Come stabilire chi ha maggiore probabilità di sviluppare il Covid-19 in forma grave? E perché la pandemia ha colpito in modo più violento alcune zone d’Italia rispetto ad altre? A queste domande ha risposto uno studio multidisciplinareguidato dal professor Antonio Giordano, direttore dell’Istituto Sbarro di Philadelphia per la Ricerca sul Cancro e la Medicina Molecolare, in collaborazione con epidemiologi, patologi, immunologi e oncologi.

Dallo studio, pubblicato sulla prestigiosa rivista Journal of Translational Medicine, emerge che la predisposizione genetica potrebbe aver giocato un ruolo determinante nella diffusione e nella gravità del Covid-19.

Il ruolo delle molecole Hla nella risposta immunitaria

Il metodo sviluppato dai ricercatori ha permesso di individuare le molecole Hla, ovvero quei geni responsabili del rigetto nei trapianti, come indicatori della capacità di un individuo di resistere o soccombere alla malattia.

“È dalla qualità di queste molecole che dipende la capacità del nostro sistema immunitario di fornire una risposta efficace, o al contrario di soccombere alla malattia”, ha spiegato Pierpaolo Correale, capo dell’Unità di Oncologia Medica dell’ospedale Bianchi Melacrino Morelli di Reggio Calabria.

Lo studio ha dimostrato che chi possiede molecole Hla di maggiore qualità ha più possibilità di combattere il virus e sviluppare una forma più lieve della malattia. Questo metodo, inoltre, potrebbe essere applicato anche ad altre malattie infettive, oncologiche e autoimmunitarie.

Perché il Covid ha colpito più il Nord Italia? Questione di genetica

Uno dei dati più interessanti dello studio riguarda la distribuzione geografica delle molecole Hla in Italia. I ricercatori hanno scoperto che alcuni alleli (varianti genetiche) sono più diffusi in certe zone del Paese, influenzando così l’impatto della pandemia.

Secondo lo studio, la minore incidenza del Covid-19 nelle regioni del Sud rispetto a quelle del Nord potrebbe essere dovuta a una specifica eredità genetica.

Tra le ipotesi vi è quella di un virus antesignano del Covid-19 che si sarebbe diffuso migliaia di anni fa nell’area che oggi corrisponde alla Calabria, “immunizzando” in qualche modo i discendenti di quelle terre.”

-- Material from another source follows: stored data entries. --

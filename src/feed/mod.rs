/// Feed state machine: append, overflow detection, eviction, throttled tick.
pub mod scheduler;
/// In-memory stacked-row surface.
pub mod stack;
/// Geometry and animation boundary.
pub mod surface;
use crate::{
    encoding::codec::{Encoded, Nibble, is_hex},
    encoding::tables::{
        SIXTEEN_COLORS, SIXTEEN_DINGBATS, SIXTEEN_EMOJI, SIXTEEN_GRAYS, SIXTEEN_NOTES,
        SIXTEEN_SHAPES,
    },
    foundation::random::IndexSource,
};

/// Signature shared by every representation: `(display string, code units, nibbles) -> markup`.
pub type RenderFn = fn(&str, &[u16], &[Nibble]) -> String;

const MONOSPACE_STACK: &str =
    "Courier New,Courier,Nimbus Mono L, Lucida Sans Typewriter,Lucida Typewriter,monospace";
const SERIF_STACK: &str = "Times Roman, Times New Roman,serif";

/// A named, pure rendering function.
#[derive(Clone, Copy, Debug)]
pub struct Representation {
    /// Stable identifier, e.g. `"colored_boxes"`.
    pub name: &'static str,
    render: RenderFn,
}

impl Representation {
    /// Wrap a render function under `name`.
    pub const fn new(name: &'static str, render: RenderFn) -> Self {
        Self { name, render }
    }

    /// Render an already-encoded value.
    pub fn render(&self, enc: &Encoded) -> String {
        (self.render)(&enc.text, &enc.bytes, &enc.nibbles)
    }

    /// Render from raw inputs.
    pub fn render_parts(&self, text: &str, bytes: &[u16], nibbles: &[Nibble]) -> String {
        (self.render)(text, bytes, nibbles)
    }
}

/// Fixed, ordered set of representations; one is drawn uniformly per render.
#[derive(Clone, Debug)]
pub struct Registry {
    reps: Vec<Representation>,
}

impl Default for Registry {
    fn default() -> Self {
        Self::standard()
    }
}

impl Registry {
    /// The reference set, in its canonical order.
    pub fn standard() -> Self {
        Self {
            reps: vec![
                Representation::new("plain_text", plain_text),
                Representation::new("colored_boxes", colored_boxes),
                Representation::new("gray_boxes", gray_boxes),
                Representation::new("colored_blobs", colored_blobs),
                Representation::new("gray_blobs", gray_blobs),
                Representation::new("shapes", shapes),
                Representation::new("dingbats", dingbats),
                Representation::new("emoji", emoji),
                Representation::new("musical_notes", musical_notes),
                Representation::new("sized_circles", sized_circles),
                Representation::new("sized_squares", sized_squares),
            ],
        }
    }

    /// Build a registry from a custom ordered list.
    pub fn from_representations(reps: Vec<Representation>) -> Self {
        Self { reps }
    }

    /// Number of representations.
    pub fn len(&self) -> usize {
        self.reps.len()
    }

    /// Whether the registry has no representations.
    pub fn is_empty(&self) -> bool {
        self.reps.is_empty()
    }

    /// Look up by position.
    pub fn get(&self, index: usize) -> Option<&Representation> {
        self.reps.get(index)
    }

    /// Representation names in registry order.
    pub fn names(&self) -> impl Iterator<Item = &'static str> + '_ {
        self.reps.iter().map(|r| r.name)
    }

    /// Uniformly random index in `[0, len)`.
    pub fn pick(&self, rng: &mut dyn IndexSource) -> usize {
        rng.pick(self.reps.len())
    }

    /// Render with the representation at `index`, if it exists.
    pub fn render(&self, index: usize, enc: &Encoded) -> Option<String> {
        self.get(index).map(|r| r.render(enc))
    }

    /// Draw a representation and render `enc` with it. An empty registry falls back to escaped
    /// plain text.
    pub fn render_random(&self, enc: &Encoded, rng: &mut dyn IndexSource) -> String {
        let index = self.pick(rng);
        match self.get(index) {
            Some(rep) => {
                tracing::trace!(representation = rep.name, "render value");
                rep.render(enc)
            }
            None => escape_html(&enc.text),
        }
    }
}

/// Escape the characters that are significant inside HTML text and attribute values.
pub fn escape_html(s: &str) -> String {
    let mut out = String::with_capacity(s.len());
    for c in s.chars() {
        match c {
            '&' => out.push_str("&amp;"),
            '<' => out.push_str("&lt;"),
            '>' => out.push_str("&gt;"),
            '"' => out.push_str("&quot;"),
            '\'' => out.push_str("&#39;"),
            _ => out.push(c),
        }
    }
    out
}

fn plain_text(text: &str, _bytes: &[u16], _nibbles: &[Nibble]) -> String {
    let family = if is_hex(text) {
        MONOSPACE_STACK
    } else {
        SERIF_STACK
    };
    format!(
        r#"<span style="font-family: {family};">{}</span>"#,
        escape_html(text)
    )
}

fn map_nibbles(nibbles: &[Nibble], f: impl Fn(Nibble) -> String) -> String {
    nibbles.iter().copied().map(f).collect()
}

fn background_glyphs(nibbles: &[Nibble], table: &[&str; 16]) -> String {
    map_nibbles(nibbles, |v| {
        format!(
            r#"<span style="background-color: {};">&#x2001;</span>"#,
            table[v.index()]
        )
    })
}

fn colored_glyphs(nibbles: &[Nibble], table: &[&str; 16]) -> String {
    map_nibbles(nibbles, |v| {
        format!(
            r#"<span style="color: {};">&#x2B24;</span>"#,
            table[v.index()]
        )
    })
}

fn table_glyphs(nibbles: &[Nibble], table: &[&str; 16]) -> String {
    map_nibbles(nibbles, |v| table[v.index()].to_string())
}

fn sized_glyphs(nibbles: &[Nibble], base_pt: u8, glyph: &str) -> String {
    let inner = map_nibbles(nibbles, |v| {
        format!(
            r#"<span style="font-size: {}pt;">{glyph}</span>"#,
            u16::from(v.value()) + u16::from(base_pt)
        )
    });
    format!(r#"<span class="valign-content">{inner}</span>"#)
}

fn colored_boxes(_text: &str, _bytes: &[u16], nibbles: &[Nibble]) -> String {
    background_glyphs(nibbles, &SIXTEEN_COLORS)
}

fn gray_boxes(_text: &str, _bytes: &[u16], nibbles: &[Nibble]) -> String {
    background_glyphs(nibbles, &SIXTEEN_GRAYS)
}

fn colored_blobs(_text: &str, _bytes: &[u16], nibbles: &[Nibble]) -> String {
    colored_glyphs(nibbles, &SIXTEEN_COLORS)
}

fn gray_blobs(_text: &str, _bytes: &[u16], nibbles: &[Nibble]) -> String {
    colored_glyphs(nibbles, &SIXTEEN_GRAYS)
}

fn shapes(_text: &str, _bytes: &[u16], nibbles: &[Nibble]) -> String {
    table_glyphs(nibbles, &SIXTEEN_SHAPES)
}

// Fleurons are missing from many default font sets.
fn dingbats(_text: &str, _bytes: &[u16], nibbles: &[Nibble]) -> String {
    table_glyphs(nibbles, &SIXTEEN_DINGBATS)
}

fn emoji(_text: &str, _bytes: &[u16], nibbles: &[Nibble]) -> String {
    table_glyphs(nibbles, &SIXTEEN_EMOJI)
}

fn musical_notes(_text: &str, _bytes: &[u16], nibbles: &[Nibble]) -> String {
    table_glyphs(nibbles, &SIXTEEN_NOTES)
}

fn sized_circles(_text: &str, _bytes: &[u16], nibbles: &[Nibble]) -> String {
    sized_glyphs(nibbles, 1, "&xcirc;")
}

fn sized_squares(_text: &str, _bytes: &[u16], nibbles: &[Nibble]) -> String {
    sized_glyphs(nibbles, 4, "&#x25A1;")
}

#[cfg(test)]
#[path = "../../tests/unit/encoding/represent.rs"]
mod tests;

Lo studio: 525 pazienti analizzati tra Calabria e Campania

La ricerca ha preso in esame tutti i casi di Covid registrati in Italia nella banca dati dell’Istituto Superiore di Sanità, oltre a 75 malati ricoverati negli ospedali di Reggio Calabria e Napoli (Cotugno), e 450 pazienti donatori sani.

I risultati hanno evidenziato che:

  • Gli Hla-C01 e Hla-B44 sono stati individuati come geni associati a maggiore rischio di infezione e malattia grave.
  • Dopo la prima ondata pandemica, questa associazione è scomparsa.
  • L’allele Hla-B*49, invece, si è rivelato un fattore protettivo.

Uno studio rivoluzionario con implicazioni future

Questa scoperta non solo aiuta a comprendere la diffusione del Covid-19, ma potrebbe anche essere utilizzata in futuro per prevenire altre pandemie, individuando le popolazioni più a rischio e quelle più protette.

Un lavoro che apre nuove strade nel campo della medicina personalizzata, dimostrando che genetica e ambiente possono influenzare l’evoluzione di una malattia a livello globale.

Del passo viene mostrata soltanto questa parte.